Americans love to drive cars. There are more than 242 million road vehicles–nearly one vehicle for every person in the country–each vehicle traveling 12,000 miles per year. And virtually all of these are powered by petroleum-based fuel.

While Americans represent 5 percent of the world’s population, we use more than 33 percent of all oil consumed for road transportation. And as other countries adopt our lifestyle of freedom and mobility, the demand for oil is increasing. China, for example, has a population four times that of the United States and today uses only about 5 percent of the world’s transportation fuel. But with its booming economy, it is expected to increase its use exponentially in the coming decades.

Oil is a finite resource, and although there are billions of barrels of oil left under the ground, geography and geopolitics may render future oil supply less reliable than in the past.

From 1970 to 2000, more than 40 percent of the increase in world energy supply came from within Alaska, the U.S. Gulf of Mexico, the United Kingdom, Australia and the Norwegian North Sea. However, over the next 25 years, experts project that more than 90 percent of new oil supplies will come from more unstable regions including the Middle East, West Africa and the former Soviet Union. The International Energy Agency estimated that more than $2.2 trillion will need to be invested to meet the worldwide increase of 30 million to 40 million barrels of oil a day; this is beyond today’s demand of 83 million barrels a day. Fifteen percent of that added demand is projected to come from the United States and another 24 percent from China. It remains to be seen whether this massive investment will materialize to meet the world’s growing thirst for oil.

During the past two decades, the United States’ oil policy has been to rely on our allies in the Persian Gulf, such as Saudi Arabia, the United Arab Emirates, Kuwait, Qatar and Oman, as well as major exporters like Venezuela and Nigeria. In 1990, when Iraq invaded Kuwait and cut off 5 million barrels a day of needed oil supply, several of these Persian Gulf allies increased production to make up the difference, limiting the effect on the world oil supply and thus the price.

But the internal stability of many oil-producing countries looks a lot shakier now than it did in the 1980s and into the 1990s. In fact, the list of oil-exporting countries whose production (despite ample reserves) has been stagnant or falling in recent years due to civil unrest, terrorism, inefficiency, government mismanagement or corruption is long and diverse.
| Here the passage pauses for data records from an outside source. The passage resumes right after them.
//! Per-connection liveness probing.
//!
//! A probe pings the peer every `ping_interval`. Every pong pushes the read
//! deadline `pong_wait` into the future. The probe gives up, and cancels its
//! token, when a ping cannot be written within `write_timeout` or when the
//! deadline passes without a pong.

use async_trait::async_trait;
use parking_lot::Mutex;
use std::sync::Arc;
use std::time::Duration;
use tokio::task::JoinHandle;
use tokio::time::{Instant, MissedTickBehavior};
use tokio_util::sync::CancellationToken;
use tracing::{debug, instrument};

use crate::error::DeliveryError;

/// Where pings are written. Implemented by the connection's writer.
#[async_trait]
pub trait PingSink: Send + Sync {
    async fn ping(&self) -> Result<(), DeliveryError>;
}

#[derive(Debug, Clone, Copy)]
pub struct LivenessSettings {
    pub ping_interval: Duration,
    pub pong_wait: Duration,
    pub write_timeout: Duration,
}

pub struct LivenessProbe {
    token: CancellationToken,
    handle: JoinHandle<()>,
    deadline: Arc<Mutex<Instant>>,
    pong_wait: Duration,
}

impl LivenessProbe {
    pub(crate) fn spawn(sink: Arc<dyn PingSink>, settings: LivenessSettings) -> Self {
        let token = CancellationToken::new();
        let deadline = Arc::new(Mutex::new(Instant::now() + settings.pong_wait));
        let handle = tokio::spawn(run(sink, settings, token.clone(), deadline.clone()));
        Self {
            token,
            handle,
            deadline,
            pong_wait: settings.pong_wait,
        }
    }

    /// The peer answered; extend the read deadline.
    pub fn record_pong(&self) {
        *self.deadline.lock() = Instant::now() + self.pong_wait;
    }

    pub fn deadline(&self) -> Instant {
        *self.deadline.lock()
    }

    /// Resolves once the probe has declared the peer dead or was stopped.
    pub fn dead(&self) -> tokio_util::sync::WaitForCancellationFuture<'_> {
        self.token.cancelled()
    }

    pub fn is_dead(&self) -> bool {
        self.token.is_cancelled()
    }

    /// Cancel the probe and wait for its task to finish.
    pub async fn stop(self) {
        self.token.cancel();
        if let Err(e) = self.handle.await {
            debug!(error = %e, "liveness task ended abnormally");
        }
    }
}

#[instrument(skip_all)]
async fn run(
    sink: Arc<dyn PingSink>,
    settings: LivenessSettings,
    token: CancellationToken,
    deadline: Arc<Mutex<Instant>>,
) {
    let mut ticker = tokio::time::interval_at(
        Instant::now() + settings.ping_interval,
        settings.ping_interval,
    );
    ticker.set_missed_tick_behavior(MissedTickBehavior::Delay);

    loop {
        let expires = *deadline.lock();
        tokio::select! {
            () = token.cancelled() => return,
            () = tokio::time::sleep_until(expires) => {
                // A pong may have moved the deadline while we slept.
                if *deadline.lock() <= Instant::now() {
                    debug!("no pong before deadline");
                    break;
                }
            }
            _ = ticker.tick() => {
                match tokio::time::timeout(settings.write_timeout, sink.ping()).await {
                    Ok(Ok(())) => {}
                    Ok(Err(e)) => {
                        debug!(error = %e, "ping write failed");
                        break;
                    }
                    Err(_) => {
                        debug!("ping write timed out");
                        break;
                    }
                }
            }
        }
    }
    token.cancel();
}

#[cfg(test)]
mod tests {
    use super::*;
    use std::sync::atomic::{AtomicBool, AtomicUsize, Ordering};

    #[derive(Default)]
    struct CountingSink {
        pings: AtomicUsize,
        broken: AtomicBool,
    }

    #[async_trait]
    impl PingSink for CountingSink {
        async fn ping(&self) -> Result<(), DeliveryError> {
            if self.broken.load(Ordering::SeqCst) {
                return Err(DeliveryError::Closed);
            }
            self.pings.fetch_add(1, Ordering::SeqCst);
            Ok(())
        }
    }

    fn settings() -> LivenessSettings {
        LivenessSettings {
            ping_interval: Duration::from_secs(30),
            pong_wait: Duration::from_secs(60),
            write_timeout: Duration::from_secs(10),
        }
    }

    #[tokio::test(start_paused = true)]
    async fn pings_on_interval_while_pongs_arrive() {
        let sink = Arc::new(CountingSink::default());
        let probe = LivenessProbe::spawn(sink.clone(), settings());

        for _ in 0..4 {
            tokio::time::sleep(Duration::from_secs(30)).await;
            probe.record_pong();
        }
        tokio::task::yield_now().await;
        assert!(!probe.is_dead());
        assert!(sink.pings.load(Ordering::SeqCst) >= 3);
        probe.stop().await;
    }

    #[tokio::test(start_paused = true)]
    async fn missing_pongs_kill_the_probe() {
        let sink = Arc::new(CountingSink::default());
        let probe = LivenessProbe::spawn(sink, settings());
        tokio::time::timeout(Duration::from_secs(61), probe.dead())
            .await
            .unwrap();
        assert!(probe.is_dead());
        probe.stop().await;
    }

    #[tokio::test(start_paused = true)]
    async fn failed_ping_exits_the_task() {
        let sink = Arc::new(CountingSink::default());
        sink.broken.store(true, Ordering::SeqCst);
        let probe = LivenessProbe::spawn(sink, settings());
        tokio::time::timeout(Duration::from_secs(31), probe.dead())
            .await
            .unwrap();
        probe.stop().await;
    }

    #[tokio::test(start_paused = true)]
    async fn pong_extends_deadline() {
        let probe = LivenessProbe::spawn(Arc::new(CountingSink::default()), settings());
        let first = probe.deadline();
        tokio::time::sleep(Duration::from_secs(5)).await;
        probe.record_pong();
        assert!(probe.deadline() > first);
        probe.stop().await;
    }
}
So how can Americans reduce our dependence on imported oil? President George W. Bush offered a plan to reduce gasoline use by 20 percent by 2017, mainly through expanding biofuel programs. Congress and presidential candidates have proposed other solutions to the oil dilemma. Some officials advocate conservation; others want to see policies that will increase supplies through either new construction of refineries or promotion of alternative fuels. Still others say innovative automotive and fuel-system technologies can solve the problem.

But the issues related to American gasoline supply, reliability and use are fairly complex and therefore proponents of easy answers are likely glossing over the truth about the details of such ideas. Here are basic facts to understand before thinking about the various proposed solutions.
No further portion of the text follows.